There is also something deeply unsettling about the idea of turning the courtroom into an extension of the family dinner table. If this bill becomes law, imagine the future – children dragged to court by parents they no longer speak to, accused not of a crime against society, but of failing to maintain a private relationship that may have been fractured beyond repair.
This bill forces us to ask: Can love—or obligation—be legislated? Should the law intervene in private relationships with such heavy-handed moralism?
To be fair, the spirit of the bill stems from a very real problem. The abandonment and neglect of elderly parents—especially in poorer communities—is tragic and shameful. Our society is changing. Migration, poverty, and generational trauma have transformed what “family” means. Some elderly parents truly are left behind, living in squalor while their children build lives overseas or in gated subdivisions.
But the law must be wise enough to distinguish between neglect and necessary distance. Not all separation is abandonment. Not all children are ingrates. And not all parents deserve unquestioned reverence.

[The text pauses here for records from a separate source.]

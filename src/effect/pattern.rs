//! Bit-pattern effects: static fill, rotation, scrolling and bouncing.
//!
//! A pattern is a byte painted least significant bit first: bit `k` lights
//! pixel `start + k` with the on-color, a clear bit paints the off-color.

use super::{Effect, Horizontal, Limits, pattern_color};
use crate::OutputDriver;
use crate::color::Rgb;
use crate::engine::{Engine, Step, proceed};
use crate::host::Host;
use crate::pixel_buffer::PixelBuffer;

/// Paint `length` pixels from `start`, repeating the pattern every `period`
/// pixels. Pixels outside the strip are skipped.
fn paint_pattern<D: OutputDriver, const N: usize>(
    strip: &mut PixelBuffer<D, N>,
    start: i32,
    length: i32,
    pattern: u8,
    period: u8,
    on: Rgb,
    off: Rgb,
) {
    let period = i32::from(period.max(1));
    for offset in 0..length {
        #[allow(clippy::cast_possible_truncation, clippy::cast_sign_loss)]
        let bit = (offset % period) as u8;
        strip.set(start + offset, pattern_color(pattern, bit, on, off), false);
    }
}

/// Paint the pattern over the whole strip, repeating every 8 pixels
#[derive(Debug, Clone, PartialEq, Eq)]
pub struct FillPattern {
    pub pattern: u8,
    pub on: Rgb,
    pub off: Rgb,
}

impl Effect for FillPattern {
    async fn render<D: OutputDriver, H: Host, const N: usize>(
        &self,
        engine: &mut Engine<'_, D, H, N>,
    ) -> Step {
        let len = engine.len();
        let strip = engine.strip_mut();
        strip.reset_brightness();
        paint_pattern(strip, 0, len, self.pattern, 8, self.on, self.off);
        strip.show();
        Ok(())
    }
}

/// Repaint the pattern every `pattern_length` pixels and rotate it by one
/// bit each cycle
#[derive(Debug, Clone, PartialEq, Eq)]
pub struct RotatePattern {
    pub limits: Limits,
    pub pattern: u8,
    pub pattern_length: u8,
    pub direction: Horizontal,
    pub on: Rgb,
    pub off: Rgb,
    pub on_time_ms: u32,
}

impl Effect for RotatePattern {
    async fn render<D: OutputDriver, H: Host, const N: usize>(
        &self,
        engine: &mut Engine<'_, D, H, N>,
    ) -> Step {
        let mut cycles = engine.begin(self.limits);
        let mut pattern = self.pattern;
        engine.strip_mut().reset_brightness();

        loop {
            let len = engine.len();
            let strip = engine.strip_mut();
            paint_pattern(
                strip,
                0,
                len,
                pattern,
                self.pattern_length,
                self.on,
                self.off,
            );
            strip.show();
            if !proceed(engine.pause(self.on_time_ms).await)? {
                break;
            }

            pattern = match self.direction {
                Horizontal::Left => pattern.rotate_left(1),
                Horizontal::Right => pattern.rotate_right(1),
            };

            engine.checkpoint().await?;
            if cycles.finish(engine.now()) {
                break;
            }
        }
        Ok(())
    }
}

/// Walk the pattern onto, across and off the strip
///
/// The leading edge is bit 0. Moving left the pattern enters at index 0 and
/// travels up; moving right it enters at the last pixel and travels down.
/// Pixels falling outside the strip are clipped at both ends.
#[derive(Debug, Clone, PartialEq, Eq)]
pub struct Scroll {
    pub limits: Limits,
    pub pattern: u8,
    pub pattern_length: u8,
    pub direction: Horizontal,
    pub on: Rgb,
    pub off: Rgb,
    pub on_time_ms: u32,
    pub clear_after: bool,
    pub clear_end: bool,
}

impl Scroll {
    async fn sweep<D: OutputDriver, H: Host, const N: usize>(
        &self,
        engine: &mut Engine<'_, D, H, N>,
    ) -> Step {
        let len = engine.len();
        let pattern_len = i32::from(self.pattern_length);

        for step in 0..(len + pattern_len - 1) {
            let strip = engine.strip_mut();
            for bit in 0..self.pattern_length {
                let offset = i32::from(bit);
                let index = match self.direction {
                    Horizontal::Left => step - offset,
                    Horizontal::Right => (len - 1 - step) + offset,
                };
                strip.set(index, pattern_color(self.pattern, bit, self.on, self.off), false);
            }
            strip.show();
            engine.pause(self.on_time_ms).await?;
            if self.clear_after {
                engine.strip_mut().fill(self.off, false);
            }
        }
        Ok(())
    }
}

impl Effect for Scroll {
    async fn render<D: OutputDriver, H: Host, const N: usize>(
        &self,
        engine: &mut Engine<'_, D, H, N>,
    ) -> Step {
        let mut cycles = engine.begin(self.limits);
        engine.strip_mut().fill(self.off, true);

        loop {
            if !proceed(self.sweep(engine).await)? {
                break;
            }
            engine.checkpoint().await?;
            if cycles.finish(engine.now()) {
                break;
            }
        }

        if self.clear_end {
            engine.strip_mut().fill(self.off, true);
        }
        Ok(())
    }
}

/// Scroll the pattern to one end and back
///
/// Every reflection point is drawn once: the first pass covers both ends,
/// later passes skip the pixel where the previous sweep stopped.
#[derive(Debug, Clone, PartialEq, Eq)]
pub struct Bounce {
    pub limits: Limits,
    pub pattern: u8,
    pub pattern_length: u8,
    pub direction: Horizontal,
    pub on: Rgb,
    pub off: Rgb,
    pub on_time_ms: u32,
    pub off_time_ms: u32,
    pub bounce_time_ms: u32,
    pub clear_after: bool,
    pub clear_end: bool,
}

/// Inclusive start positions of the two sweeps of one bounce
#[derive(Debug, Clone, Copy)]
struct BounceRange {
    up_start: i32,
    up_end: i32,
    down_start: i32,
}

impl Bounce {
    fn ranges(&self, len: i32, first: bool) -> BounceRange {
        let last = len - i32::from(self.pattern_length);
        match (self.direction, first) {
            (Horizontal::Left, true) => BounceRange {
                up_start: 0,
                up_end: last,
                down_start: last - 1,
            },
            (Horizontal::Left, false) => BounceRange {
                up_start: 1,
                up_end: last - 1,
                down_start: last,
            },
            (Horizontal::Right, true) => BounceRange {
                up_start: 1,
                up_end: last,
                down_start: last,
            },
            (Horizontal::Right, false) => BounceRange {
                up_start: 1,
                up_end: last,
                down_start: last - 1,
            },
        }
    }

    async fn step<D: OutputDriver, H: Host, const N: usize>(
        &self,
        engine: &mut Engine<'_, D, H, N>,
        position: i32,
    ) -> Step {
        let pattern_len = i32::from(self.pattern_length);
        let strip = engine.strip_mut();
        paint_pattern(
            strip,
            position,
            pattern_len,
            self.pattern,
            self.pattern_length,
            self.on,
            self.off,
        );
        strip.show();
        engine.pause(self.on_time_ms).await?;
        if self.clear_after {
            engine.strip_mut().fill(self.off, true);
            engine.pause(self.off_time_ms).await?;
        }
        Ok(())
    }

    async fn end_of_sweep<D: OutputDriver, H: Host, const N: usize>(
        &self,
        engine: &mut Engine<'_, D, H, N>,
    ) -> Step {
        if self.clear_end {
            engine.strip_mut().fill(self.off, true);
            engine.pause(self.bounce_time_ms).await?;
        }
        Ok(())
    }

    async fn sweep_up<D: OutputDriver, H: Host, const N: usize>(
        &self,
        engine: &mut Engine<'_, D, H, N>,
        range: BounceRange,
    ) -> Step {
        for position in range.up_start..=range.up_end {
            self.step(engine, position).await?;
        }
        self.end_of_sweep(engine).await
    }

    async fn sweep_down<D: OutputDriver, H: Host, const N: usize>(
        &self,
        engine: &mut Engine<'_, D, H, N>,
        range: BounceRange,
    ) -> Step {
        for position in (0..=range.down_start).rev() {
            self.step(engine, position).await?;
        }
        self.end_of_sweep(engine).await
    }

    async fn bounce<D: OutputDriver, H: Host, const N: usize>(
        &self,
        engine: &mut Engine<'_, D, H, N>,
        first: bool,
    ) -> Step {
        let range = self.ranges(engine.len(), first);
        match self.direction {
            Horizontal::Left => {
                self.sweep_up(engine, range).await?;
                self.sweep_down(engine, range).await
            }
            Horizontal::Right => {
                self.sweep_down(engine, range).await?;
                self.sweep_up(engine, range).await
            }
        }
    }
}

impl Effect for Bounce {
    async fn render<D: OutputDriver, H: Host, const N: usize>(
        &self,
        engine: &mut Engine<'_, D, H, N>,
    ) -> Step {
        let mut cycles = engine.begin(self.limits);
        engine.strip_mut().fill(self.off, true);

        let mut first = true;
        loop {
            if !proceed(self.bounce(engine, first).await)? {
                break;
            }
            first = false;
            engine.checkpoint().await?;
            if cycles.finish(engine.now()) {
                break;
            }
        }
        Ok(())
    }
}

If Lacson’s bill is to gain genuine moral authority, it needs nuance. It must reckon with trauma, not just tradition. It must ask not only what kind of child abandons a parent, but also what kind of parent breaks their child in the first place.
In a country where family is often both a refuge and a battleground, we need laws that heal, not ones that simply force reconciliation by subpoena. Otherwise, we risk writing into law a version of family that exists only in fantasy, while ignoring the pain that lives in far too many Filipino homes.